Criterios de evaluación:

• • a) Se han identificado los riesgos penales aplicables a diferentes organizaciones.
  • b) Se han implantado las medidas necesarias para eliminar o minimizar los riesgos identificados.
  • c) Se ha establecido un sistema de gestión de cumplimiento normativo penal de acuerdo con la legislación y normativa vigente (Código Penal y UNE 19.601, entre otros).
  • d) Se han determinado los principios básicos dentro de las organizaciones para combatir el soborno y promover una cultura empresarial ética de acuerdo con la legislación y normativa vigente (ISO 37.001 entre otros).

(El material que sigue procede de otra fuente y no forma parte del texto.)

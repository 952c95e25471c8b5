use std::fmt;

/// A runtime value. Also used for the literal carried by a token and the
/// value stored in a literal expression.
#[derive(Debug, Clone, PartialEq)]
pub enum Value {
    Nil,
    Bool(bool),
    Number(f64),
    String(String),
}

impl Value {
    /// `nil` and `false` are falsey, everything else is truthy.
    pub fn is_truthy(&self) -> bool {
        !matches!(self, Value::Nil | Value::Bool(false))
    }

    pub fn type_name(&self) -> &'static str {
        match self {
            Value::Nil => "nil",
            Value::Bool(_) => "bool",
            Value::Number(_) => "number",
            Value::String(_) => "string",
        }
    }
}

impl From<f64> for Value {
    fn from(number: f64) -> Self {
        Value::Number(number)
    }
}

impl From<bool> for Value {
    fn from(boolean: bool) -> Self {
        Value::Bool(boolean)
    }
}

impl From<String> for Value {
    fn from(string: String) -> Self {
        Value::String(string)
    }
}

impl From<&str> for Value {
    fn from(string: &str) -> Self {
        Value::String(string.to_string())
    }
}

impl fmt::Display for Value {
    fn fmt(&self, f: &mut fmt::Formatter<'_>) -> fmt::Result {
        match self {
            Value::Nil => write!(f, "nil"),
            Value::Bool(boolean) => write!(f, "{}", boolean),
            // f64's Display already drops the trailing ".0" of integral values
            Value::Number(number) => write!(f, "{}", number),
            Value::String(string) => write!(f, "{}", string),
        }
    }
}

#[cfg(test)]
mod tests {
    use super::*;
    use pretty_assertions::assert_eq;

    #[test]
    fn only_nil_and_false_are_falsey() {
        assert!(!Value::Nil.is_truthy());
        assert!(!Value::Bool(false).is_truthy());
        assert!(Value::Bool(true).is_truthy());
        assert!(Value::Number(0.0).is_truthy());
        assert!(Value::from("").is_truthy());
    }

    #[test]
    fn equality_never_coerces_between_types() {
        assert_eq!(Value::Nil, Value::Nil);
        assert_eq!(Value::Number(1.0), Value::Number(1.0));
        assert_ne!(Value::Number(1.0), Value::from("1"));
        assert_ne!(Value::Nil, Value::Bool(false));
        assert_ne!(Value::Number(0.0), Value::Bool(false));
    }

    #[test]
    fn display_form() {
        assert_eq!(Value::Number(2.0).to_string(), "2");
        assert_eq!(Value::Number(2.5).to_string(), "2.5");
        assert_eq!(Value::Number(-3.0).to_string(), "-3");
        assert_eq!(Value::Nil.to_string(), "nil");
        assert_eq!(Value::Bool(true).to_string(), "true");
        assert_eq!(Value::from("hello world").to_string(), "hello world");
    }
}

4. Aplica la legislación nacional de protección de datos de carácter personal, relacionando los procedimientos establecidos con las leyes vigentes y con la jurisprudencia existente sobre la materia.

Criterios de evaluación:

• • a) Se han reconocido las fuentes del Derecho de acuerdo con el ordenamiento jurídico en materia de protección de datos de carácter personal.
  • b) Se han aplicado los principios relacionados con la protección de datos de carácter personal tanto a nivel nacional como internacional.
  • c) Se han establecido los requisitos necesarios para afrontar la privacidad desde las bases del diseño.
  • d) Se han configurado las herramientas corporativas contemplando el cumplimiento normativo por defecto.
  • e) Se ha realizado un análisis de riesgos para el tratamiento de los derechos a la protección de datos.
  • f) Se han implantado las medidas necesarias para eliminar o minimizar los riesgos identificados en la protección de datos.
  • g) Se han descrito las funciones o competencias del delegado de protección de datos dentro de las organizaciones.

5. Recopila y aplica la normativa vigente de ciberseguridad de ámbito nacional e internacional, actualizando los procedimientos establecidos de acuerdo con las leyes y con la jurisprudencia existente sobre la materia.

Criterios de evaluación:

• • a) Se ha establecido el plan de revisiones de la normativa, jurisprudencia, notificaciones, etc. jurídicas que puedan afectar a la organización.
  • b) Se ha detectado nueva normativa consultando las bases de datos jurídicas siguiendo el plan de revisiones establecido.
  • c) Se ha analizado la nueva normativa para determinar si aplica a la actividad de la organización.
  • d) Se ha incluido en el plan de revisiones las modificaciones necesarias, sobre la nueva normativa aplicable a la organización, para un correcto cumplimiento normativo.
  • e) Se han determinado e implementado los controles necesarios para garantizar el correcto cumplimiento normativo de las nuevas normativas. incluidas en el plan de revisiones.

Contenidos:

• Puntos principales de aplicación para un correcto cumplimiento normativo:
  • Introducción al cumplimiento normativo (Compliance: objetivo, definición y conceptos principales).
  • Principios del buen gobierno y ética empresarial.
  • Compliance Officer: funciones y responsabilidades.
  • Relaciones con terceras partes dentro del Compliance.
• Diseño de sistemas de cumplimiento normativo:
  • Sistemas de Gestión de Compliance.
  • Entorno regulatorio de aplicación.
  • Análisis y gestión de riesgos, mapas de riesgos.
  • Documentación del sistema de cumplimiento normativo diseñado.
• Legislación para el cumplimiento de la responsabilidad penal:
  • Riesgos penales que afectan a la organización.
  • Sistemas de gestión de Compliance penal.
  • Sistemas de gestión anticorrupción.
• egislación y jurisprudencia en materia de protección de datos:
  • Principios de protección de datos.
  • Novedades del RGPD de la Unión Europea.
  • Privacidad por Diseño y por Defecto.
  • Análisis de Impacto en Privacidad (PIA), y medidas de seguridad.
  • Delegado de Protección de Datos (DPO).
• Normativa vigente de ciberseguridad de ámbito nacional e internacional:
  • Normas nacionales e internacionales.
  • Sistema de Gestión de Seguridad de la Información (estándares internacionales) (ISO 27.001).
  • Acceso electrónico de los ciudadanos a los Servicios Públicos.
• Esquema Nacional de Seguridad (ENS).
  • Planes de Continuidad de Negocio (estándares internacionales) (ISO 22.301).
  • Directiva NIS.
  • Legislación sobre la protección de infraestructuras críticas.
• Ley PIC (Protección de infraestructuras críticas).